There Ain't No Sanity Clause



This is a poor man's obituary, but I gotta get it out.

Timothy Rhatigan was my best friend for about a year.

I had a lame joke that I always liked to tell that I wrote for Tim.

Tim woke up in the morning and saw a rat. Then, he looked in the mirror and saw a Rhatigan. (rat again. get it?)

I don't remember how or specifically when we met and I'm also not sure why we drifted apart. We just did.

Within a month of meeting each other, we had accidentally burned a house down together.

We got high a lot.

We listened to a lot of Circle Jerks and Buzzcocks and The Damned and The Ramones and we both loved Robyn Hitchcock. Tim taught me the words to Kristofferson's Sunday Morning Coming Down.

One of my favorite memories is playing frisbee by moonlight with Tim's mother's Rod Stewart LPs.

We'd often ride our bikes 5-10+ miles to get to the stores we knew would sell tobacco to minors or to meet a neighborhood freelance pharmacist or to buy tools or just to ride.
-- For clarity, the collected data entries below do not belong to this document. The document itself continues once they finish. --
//! Autocomplete dropdown listing saved searches, with a button to clear them.

use dioxus::prelude::*;
use tracing::warn;

use crate::state::*;

#[component]
pub fn Suggestions(current: String, on_select: EventHandler<String>) -> Element {
    let history = HISTORY.read();
    let options: Vec<String> = history
        .as_ref()
        .map(|h| h.suggestions(&current).into_iter().map(str::to_string).collect())
        .unwrap_or_default();
    let has_history = history.as_ref().is_some_and(|h| !h.is_empty());

    if !has_history {
        return rsx! {};
    }

    rsx! {
        div {
            class: "suggestions",
            // Keep focus on the input while clicking inside the dropdown.
            onmousedown: move |e: Event<MouseData>| e.prevent_default(),

            if options.is_empty() {
                div { class: "suggestion-empty", "No matching searches" }
            }
            for option in options.iter() {
                div {
                    key: "{option}",
                    class: if *option == current { "suggestion active" } else { "suggestion" },
                    onclick: {
                        let value = option.clone();
                        move |_| on_select.call(value.clone())
                    },
                    "{option}"
                }
            }

            div { class: "suggestions-divider" }
            div {
                class: "suggestions-footer",
                button {
                    class: "suggestions-clear",
                    onclick: move |_| clear_history(),
                    "Clear Search History"
                }
            }
        }
    }
}

fn clear_history() {
    if let Some(history) = HISTORY.write().as_mut() {
        if let Err(e) = history.clear() {
            warn!("Could not clear search history: {e}");
        }
    }
}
Or to see girls. We talked a lot about girls. We stole his dad's nasty pornography. We were generally confused about our sexuality. Jet Boy, Jet Girl was one of our favorite songs. I Just Want Some Skank was our anthem. We'd practice leaning cooly against a wall and casually picking up a girl with our favorite pickup line, "hey baby, wanna fuck?" We never got the girls. We alternately hated and envied the guys who did.

We got high a lot.

We were both terrible skateboarders, but that didn't stop us.
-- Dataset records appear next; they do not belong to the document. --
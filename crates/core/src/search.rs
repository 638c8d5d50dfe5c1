//! Search input: turns keystrokes into debounced searches and history saves.
//!
//! Two independent timers run off every change of the input value:
//!
//! - the search timer; the query is searched once it has been quiet for the delay,
//!   except that clearing the input fetches recent photos immediately
//! - the save timer; the query is written to history once it has been quiet for
//!   the delay (empty queries are never saved)

use std::time::Duration;

use crate::debounce::{Debouncer, Ticket};

/// What the gallery should do about a changed input value.
#[derive(Debug, Clone, PartialEq, Eq)]
pub enum InputEffect {
    /// Input was cleared: fetch recent photos now.
    Recent,
    /// Search `query` if `ticket` is still current after the quiet period.
    Search { query: String, ticket: Ticket },
}

/// Result of [`SearchInput::on_change`].
#[derive(Debug, Clone, PartialEq, Eq)]
pub struct InputChange {
    pub effect: InputEffect,
    /// Save `query` to history if this ticket is still current after the quiet period.
    pub save: Ticket,
    pub query: String,
}

#[derive(Debug, Clone)]
pub struct SearchInput {
    query: String,
    search_timer: Debouncer,
    save_timer: Debouncer,
}

impl SearchInput {
    pub fn new(delay: Duration) -> Self {
        Self {
            query: String::new(),
            search_timer: Debouncer::new(delay),
            save_timer: Debouncer::new(delay),
        }
    }

    pub fn query(&self) -> &str {
        &self.query
    }

    pub fn search_timer(&self) -> &Debouncer {
        &self.search_timer
    }

    pub fn save_timer(&self) -> &Debouncer {
        &self.save_timer
    }

    /// Feed a new input value. Returns `None` when the value did not change.
    pub fn on_change(&mut self, value: &str) -> Option<InputChange> {
        if value == self.query {
            return None;
        }
        self.query = value.to_string();

        let effect = if value.is_empty() {
            self.search_timer.cancel();
            InputEffect::Recent
        } else {
            InputEffect::Search { query: value.to_string(), ticket: self.search_timer.schedule() }
        };

        Some(InputChange { effect, save: self.save_timer.schedule(), query: value.to_string() })
    }

    /// Same as typing an empty value.
    pub fn clear(&mut self) -> Option<InputChange> {
        self.on_change("")
    }
}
We loved black cherry soda with fresh lime. We drank cheap vodka.

Tim's mother once rented a car and took us on a trip to Great Adventure. On the way there, we thought it'd be awesome to have anarchy symbols scarred into our flesh. Eager to prove my punk abandon, I bared my upper left arm and Tim gouged my flesh with a pocket knife. Buckets of blood and me yowling like a baby, I couldn't finish, but I have a beautiful large scar to prove my half-assedness. And I like to think that my blood is still there on that rental car seat.
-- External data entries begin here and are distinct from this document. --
//! Test harness for gallery integration tests.
//!
//! [`ScriptedSource`] answers searches with generated photos and records every
//! request. [`SearchHarness`] wires a [`SearchInput`] to a shared [`GalleryState`] and
//! [`QueryHistory`] the way a front end does, spawning the debounced tasks on a
//! `LocalSet`.

#![allow(dead_code)]

use std::cell::RefCell;
use std::collections::{HashMap, HashSet};
use std::rc::Rc;
use std::sync::Mutex;
use std::time::Duration;

use photogrid_core::api::{PhotoSource, SearchRequest};
use photogrid_core::controller::GalleryState;
use photogrid_core::error::{GalleryError, Result};
use photogrid_core::history::{MemoryStore, QueryHistory};
use photogrid_core::search::{InputEffect, SearchInput};
use photogrid_core::types::{Photo, PhotoPage};
use tokio::task::JoinHandle;

pub const PER_PAGE: u32 = 40;

// ---------------------------------------------------------------------------
// Scripted photo source
// ---------------------------------------------------------------------------

pub struct ScriptedSource {
    requests: Mutex<Vec<SearchRequest>>,
    total: u64,
    per_page: u32,
    latency: HashMap<String, Duration>,
    failing_pages: HashSet<u32>,
}

impl ScriptedSource {
    /// Every query reports `total` photos, served `per_page` at a time.
    pub fn new(total: u64, per_page: u32) -> Self {
        Self {
            requests: Mutex::new(Vec::new()),
            total,
            per_page,
            latency: HashMap::new(),
            failing_pages: HashSet::new(),
        }
    }

    /// Delay responses for `text` by `delay`.
    pub fn with_latency(mut self, text: &str, delay: Duration) -> Self {
        self.latency.insert(text.to_string(), delay);
        self
    }

    /// Fail every request for `page`.
    pub fn failing_on_page(mut self, page: u32) -> Self {
        self.failing_pages.insert(page);
        self
    }

    pub fn requests(&self) -> Vec<SearchRequest> {
        self.requests.lock().unwrap().clone()
    }
}

/// Photo id generated for the `index`-th photo of `page` of `text`.
pub fn photo_id(text: &str, page: u32, index: usize) -> String {
    let label = if text.is_empty() { "recent" } else { text };
    format!("{label}-{page}-{index}")
}

impl PhotoSource for ScriptedSource {
    async fn search(&self, request: &SearchRequest) -> Result<PhotoPage> {
        self.requests.lock().unwrap().push(request.clone());

        if let Some(delay) = self.latency.get(&request.text) {
            tokio::time::sleep(*delay).await;
        }
        if self.failing_pages.contains(&request.page) {
            return Err(GalleryError::Api { code: 105, message: "Service currently unavailable".into() });
        }

        let already = u64::from(request.page - 1) * u64::from(self.per_page);
        let count = self.total.saturating_sub(already).min(u64::from(self.per_page)) as usize;
        let photo = (0..count)
            .map(|i| Photo {
                id: photo_id(&request.text, request.page, i),
                owner: None,
                secret: "secret".into(),
                server: "65535".into(),
                farm: 66,
                title: format!("photo {i}"),
                description: None,
            })
            .collect();

        Ok(PhotoPage {
            page: u64::from(request.page),
            pages: self.total.div_ceil(u64::from(self.per_page)),
            perpage: u64::from(self.per_page),
            total: self.total,
            photo,
        })
    }
}

// ---------------------------------------------------------------------------
// Search input wiring
// ---------------------------------------------------------------------------

pub struct SearchHarness {
    pub input: SearchInput,
    pub gallery: Rc<RefCell<GalleryState>>,
    pub history: Rc<RefCell<QueryHistory<MemoryStore>>>,
    pub source: Rc<ScriptedSource>,
    tasks: Vec<JoinHandle<()>>,
}

impl SearchHarness {
    pub fn new(source: ScriptedSource) -> Self {
        Self {
            input: SearchInput::new(Duration::from_millis(800)),
            gallery: Rc::new(RefCell::new(GalleryState::new(PER_PAGE))),
            history: Rc::new(RefCell::new(QueryHistory::load(MemoryStore::new(), "searchQueries"))),
            source: Rc::new(source),
            tasks: Vec::new(),
        }
    }

    /// Must be called from inside a `LocalSet`.
    pub fn type_text(&mut self, value: &str) {
        let Some(change) = self.input.on_change(value) else {
            return;
        };

        match change.effect {
            InputEffect::Recent => {
                let pending = self.gallery.borrow_mut().set_query("");
                self.tasks.push(spawn_fetch(&self.gallery, &self.source, pending));
            }
            InputEffect::Search { query, ticket } => {
                let timer = self.input.search_timer().clone();
                let gallery = Rc::clone(&self.gallery);
                let source = Rc::clone(&self.source);
                self.tasks.push(tokio::task::spawn_local(async move {
                    if timer.settled(ticket).await {
                        let pending = gallery.borrow_mut().set_query(&query);
                        let result = source.search(&pending.request).await;
                        gallery.borrow_mut().apply(pending, result);
                    }
                }));
            }
        }

        let timer = self.input.save_timer().clone();
        let history = Rc::clone(&self.history);
        let query = change.query;
        self.tasks.push(tokio::task::spawn_local(async move {
            if timer.settled(change.save).await {
                history.borrow_mut().record(&query).unwrap();
            }
        }));
    }

    /// Scroll-to-bottom.
    pub fn scroll_to_bottom(&mut self) {
        let pending = self.gallery.borrow_mut().load_more();
        if let Some(pending) = pending {
            self.tasks.push(spawn_fetch(&self.gallery, &self.source, pending));
        }
    }

    /// Wait for every spawned task to finish.
    pub async fn settle(&mut self) {
        for task in self.tasks.drain(..) {
            task.await.unwrap();
        }
    }

    pub fn photo_ids(&self) -> Vec<String> {
        self.gallery.borrow().photos().iter().map(|p| p.id.clone()).collect()
    }
}

fn spawn_fetch(
    gallery: &Rc<RefCell<GalleryState>>,
    source: &Rc<ScriptedSource>,
    pending: photogrid_core::controller::PendingLoad,
) -> JoinHandle<()> {
    let gallery = Rc::clone(gallery);
    let source = Rc::clone(source);
    tokio::task::spawn_local(async move {
        let result = source.search(&pending.request).await;
        gallery.borrow_mut().apply(pending, result);
    })
}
So many more stupid stories.

After we'd mostly parted ways, Tim gained infamy for stealing the baby jesus from the Shrine and converting it into a bong. I wasn't around when he stole it and never really approved of the sacrilige, but I still admired him for the brazenness of it.

I always loved him. I know that he knew that at one point, but we drifted apart. I miss him.